*** Dataset excerpts Section Begins ***
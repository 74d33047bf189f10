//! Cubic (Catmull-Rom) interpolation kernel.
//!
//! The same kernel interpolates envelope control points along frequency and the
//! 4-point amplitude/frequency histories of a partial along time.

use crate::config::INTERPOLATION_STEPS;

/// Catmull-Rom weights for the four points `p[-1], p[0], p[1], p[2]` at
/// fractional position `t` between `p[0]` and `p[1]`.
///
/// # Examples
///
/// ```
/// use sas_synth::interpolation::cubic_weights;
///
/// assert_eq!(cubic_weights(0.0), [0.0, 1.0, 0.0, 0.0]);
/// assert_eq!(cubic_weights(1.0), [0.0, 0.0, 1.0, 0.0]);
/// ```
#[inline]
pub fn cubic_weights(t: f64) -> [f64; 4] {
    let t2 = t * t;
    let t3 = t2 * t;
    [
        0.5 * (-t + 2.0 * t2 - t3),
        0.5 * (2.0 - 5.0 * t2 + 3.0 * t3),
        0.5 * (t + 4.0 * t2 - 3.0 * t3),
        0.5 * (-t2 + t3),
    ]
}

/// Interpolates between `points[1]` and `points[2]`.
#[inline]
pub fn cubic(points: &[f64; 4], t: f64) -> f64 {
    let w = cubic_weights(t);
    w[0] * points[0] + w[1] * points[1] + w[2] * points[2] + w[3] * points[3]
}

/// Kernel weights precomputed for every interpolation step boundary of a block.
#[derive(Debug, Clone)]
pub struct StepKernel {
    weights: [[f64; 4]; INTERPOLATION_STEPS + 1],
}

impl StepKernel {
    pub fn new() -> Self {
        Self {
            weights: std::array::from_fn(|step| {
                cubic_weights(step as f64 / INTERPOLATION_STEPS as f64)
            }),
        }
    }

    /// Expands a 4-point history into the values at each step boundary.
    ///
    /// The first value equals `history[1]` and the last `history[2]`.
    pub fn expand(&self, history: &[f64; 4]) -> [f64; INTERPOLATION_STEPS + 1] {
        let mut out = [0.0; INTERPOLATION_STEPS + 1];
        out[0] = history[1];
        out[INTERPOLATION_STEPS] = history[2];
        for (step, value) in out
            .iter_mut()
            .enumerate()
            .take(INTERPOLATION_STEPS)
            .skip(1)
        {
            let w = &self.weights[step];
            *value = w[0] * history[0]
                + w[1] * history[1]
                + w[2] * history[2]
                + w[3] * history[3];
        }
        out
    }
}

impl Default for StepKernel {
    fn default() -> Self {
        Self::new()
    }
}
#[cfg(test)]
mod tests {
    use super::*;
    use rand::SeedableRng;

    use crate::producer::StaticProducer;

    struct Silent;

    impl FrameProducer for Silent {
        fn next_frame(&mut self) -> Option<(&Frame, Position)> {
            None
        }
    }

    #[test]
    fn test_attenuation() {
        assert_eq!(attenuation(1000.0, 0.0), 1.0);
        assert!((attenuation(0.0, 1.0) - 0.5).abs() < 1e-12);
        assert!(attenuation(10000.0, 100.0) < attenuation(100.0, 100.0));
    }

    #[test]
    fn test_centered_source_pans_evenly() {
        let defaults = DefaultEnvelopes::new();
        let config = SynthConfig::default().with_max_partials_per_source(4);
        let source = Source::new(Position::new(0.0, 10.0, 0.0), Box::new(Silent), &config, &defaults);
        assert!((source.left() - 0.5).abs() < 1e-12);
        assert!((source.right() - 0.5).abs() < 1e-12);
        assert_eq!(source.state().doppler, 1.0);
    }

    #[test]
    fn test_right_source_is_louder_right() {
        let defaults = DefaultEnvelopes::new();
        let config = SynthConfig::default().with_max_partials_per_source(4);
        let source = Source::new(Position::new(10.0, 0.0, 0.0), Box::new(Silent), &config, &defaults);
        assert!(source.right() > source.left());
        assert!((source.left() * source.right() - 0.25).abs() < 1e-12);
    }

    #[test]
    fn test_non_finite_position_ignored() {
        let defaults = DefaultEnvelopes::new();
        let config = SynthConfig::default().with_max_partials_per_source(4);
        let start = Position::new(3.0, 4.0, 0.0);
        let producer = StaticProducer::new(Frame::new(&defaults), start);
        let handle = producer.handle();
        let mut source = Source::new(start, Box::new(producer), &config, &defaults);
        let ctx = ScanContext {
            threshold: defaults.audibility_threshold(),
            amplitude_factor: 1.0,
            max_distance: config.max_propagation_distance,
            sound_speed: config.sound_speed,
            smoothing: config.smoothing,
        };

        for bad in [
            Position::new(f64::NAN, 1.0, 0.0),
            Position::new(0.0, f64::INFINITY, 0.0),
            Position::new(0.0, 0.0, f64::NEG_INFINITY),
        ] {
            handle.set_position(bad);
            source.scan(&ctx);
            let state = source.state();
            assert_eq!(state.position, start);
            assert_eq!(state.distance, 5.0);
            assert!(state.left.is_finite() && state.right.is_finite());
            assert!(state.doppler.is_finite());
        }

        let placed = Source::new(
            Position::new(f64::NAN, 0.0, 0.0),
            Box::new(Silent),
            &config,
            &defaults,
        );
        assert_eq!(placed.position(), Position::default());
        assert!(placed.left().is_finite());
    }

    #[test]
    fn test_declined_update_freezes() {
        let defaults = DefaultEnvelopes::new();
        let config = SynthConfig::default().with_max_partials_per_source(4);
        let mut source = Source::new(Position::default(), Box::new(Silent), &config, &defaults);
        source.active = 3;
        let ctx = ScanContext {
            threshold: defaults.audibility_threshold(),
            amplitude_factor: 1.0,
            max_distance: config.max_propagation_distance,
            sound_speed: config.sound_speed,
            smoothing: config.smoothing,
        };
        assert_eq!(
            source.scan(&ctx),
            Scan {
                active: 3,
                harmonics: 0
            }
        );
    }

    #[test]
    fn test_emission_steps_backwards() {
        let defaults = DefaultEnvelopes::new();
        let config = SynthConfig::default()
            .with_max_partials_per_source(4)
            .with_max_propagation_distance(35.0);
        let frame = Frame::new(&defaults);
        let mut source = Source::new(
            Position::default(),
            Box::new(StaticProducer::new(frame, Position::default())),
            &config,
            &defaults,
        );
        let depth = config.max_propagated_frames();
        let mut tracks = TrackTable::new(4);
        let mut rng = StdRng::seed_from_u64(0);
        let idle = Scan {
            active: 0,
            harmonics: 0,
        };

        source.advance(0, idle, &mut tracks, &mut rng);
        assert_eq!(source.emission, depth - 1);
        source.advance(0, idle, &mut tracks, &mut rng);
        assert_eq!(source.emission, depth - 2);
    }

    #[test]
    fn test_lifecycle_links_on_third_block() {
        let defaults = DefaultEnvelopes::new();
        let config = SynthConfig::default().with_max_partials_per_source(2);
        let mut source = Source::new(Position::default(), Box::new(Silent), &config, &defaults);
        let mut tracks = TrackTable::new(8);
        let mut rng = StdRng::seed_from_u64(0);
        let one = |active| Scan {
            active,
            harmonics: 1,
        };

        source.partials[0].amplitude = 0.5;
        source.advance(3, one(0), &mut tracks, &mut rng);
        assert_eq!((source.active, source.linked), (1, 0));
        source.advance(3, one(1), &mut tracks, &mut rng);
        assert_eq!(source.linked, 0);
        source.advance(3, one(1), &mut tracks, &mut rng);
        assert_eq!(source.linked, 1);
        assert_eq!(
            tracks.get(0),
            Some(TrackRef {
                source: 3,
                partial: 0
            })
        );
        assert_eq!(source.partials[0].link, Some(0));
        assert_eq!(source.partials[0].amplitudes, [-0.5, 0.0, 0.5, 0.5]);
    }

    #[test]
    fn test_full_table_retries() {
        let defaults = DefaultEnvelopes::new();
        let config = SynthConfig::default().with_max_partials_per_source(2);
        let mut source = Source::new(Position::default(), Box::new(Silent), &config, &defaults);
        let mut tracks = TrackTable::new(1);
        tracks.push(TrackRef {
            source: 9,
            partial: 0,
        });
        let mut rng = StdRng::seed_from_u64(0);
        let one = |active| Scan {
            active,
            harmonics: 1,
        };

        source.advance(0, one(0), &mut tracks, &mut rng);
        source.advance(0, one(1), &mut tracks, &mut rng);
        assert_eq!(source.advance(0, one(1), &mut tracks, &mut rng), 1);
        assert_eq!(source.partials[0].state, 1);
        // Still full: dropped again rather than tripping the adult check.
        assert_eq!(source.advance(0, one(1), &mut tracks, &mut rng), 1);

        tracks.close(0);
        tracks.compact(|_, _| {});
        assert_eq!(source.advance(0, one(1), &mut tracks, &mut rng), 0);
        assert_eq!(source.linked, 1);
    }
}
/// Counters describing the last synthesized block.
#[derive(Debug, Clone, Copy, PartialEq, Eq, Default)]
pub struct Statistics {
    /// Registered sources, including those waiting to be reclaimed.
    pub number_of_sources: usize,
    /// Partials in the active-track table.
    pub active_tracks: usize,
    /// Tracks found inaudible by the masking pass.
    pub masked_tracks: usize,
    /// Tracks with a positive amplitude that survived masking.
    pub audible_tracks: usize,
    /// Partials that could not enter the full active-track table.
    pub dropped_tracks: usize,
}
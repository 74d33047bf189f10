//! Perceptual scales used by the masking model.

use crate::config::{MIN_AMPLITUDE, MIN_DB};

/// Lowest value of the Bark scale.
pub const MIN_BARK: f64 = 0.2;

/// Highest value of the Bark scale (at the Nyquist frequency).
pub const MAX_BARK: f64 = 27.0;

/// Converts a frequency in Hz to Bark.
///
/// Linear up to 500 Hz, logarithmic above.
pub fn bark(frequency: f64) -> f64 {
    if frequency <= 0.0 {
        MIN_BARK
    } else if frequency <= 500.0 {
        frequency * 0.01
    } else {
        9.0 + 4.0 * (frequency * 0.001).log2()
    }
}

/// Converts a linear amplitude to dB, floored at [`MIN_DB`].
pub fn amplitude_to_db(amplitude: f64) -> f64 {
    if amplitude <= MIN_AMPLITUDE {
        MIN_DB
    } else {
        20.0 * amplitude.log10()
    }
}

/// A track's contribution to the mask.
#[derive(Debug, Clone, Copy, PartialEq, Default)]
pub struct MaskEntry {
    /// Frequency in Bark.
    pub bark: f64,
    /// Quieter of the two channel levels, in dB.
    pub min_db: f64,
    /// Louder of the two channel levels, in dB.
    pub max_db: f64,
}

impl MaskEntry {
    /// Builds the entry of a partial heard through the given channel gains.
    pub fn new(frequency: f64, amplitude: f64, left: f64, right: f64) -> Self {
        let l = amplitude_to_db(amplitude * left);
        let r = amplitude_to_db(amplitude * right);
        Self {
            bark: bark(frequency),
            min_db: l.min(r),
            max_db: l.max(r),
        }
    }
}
*** Dataset excerpts Section Ends ***
Task directions:
Transcribe each line of the data above, unaltered, from the one where "pub struct MaskEntry" appears to the one where "let l = amplitude_to_db(amplitude" appears, inclusive of both.

Answer section:
pub struct MaskEntry {
    /// Frequency in Bark.
    pub bark: f64,
    /// Quieter of the two channel levels, in dB.
    pub min_db: f64,
    /// Louder of the two channel levels, in dB.
    pub max_db: f64,
}

impl MaskEntry {
    /// Builds the entry of a partial heard through the given channel gains.
    pub fn new(frequency: f64, amplitude: f64, left: f64, right: f64) -> Self {
        let l = amplitude_to_db(amplitude * left);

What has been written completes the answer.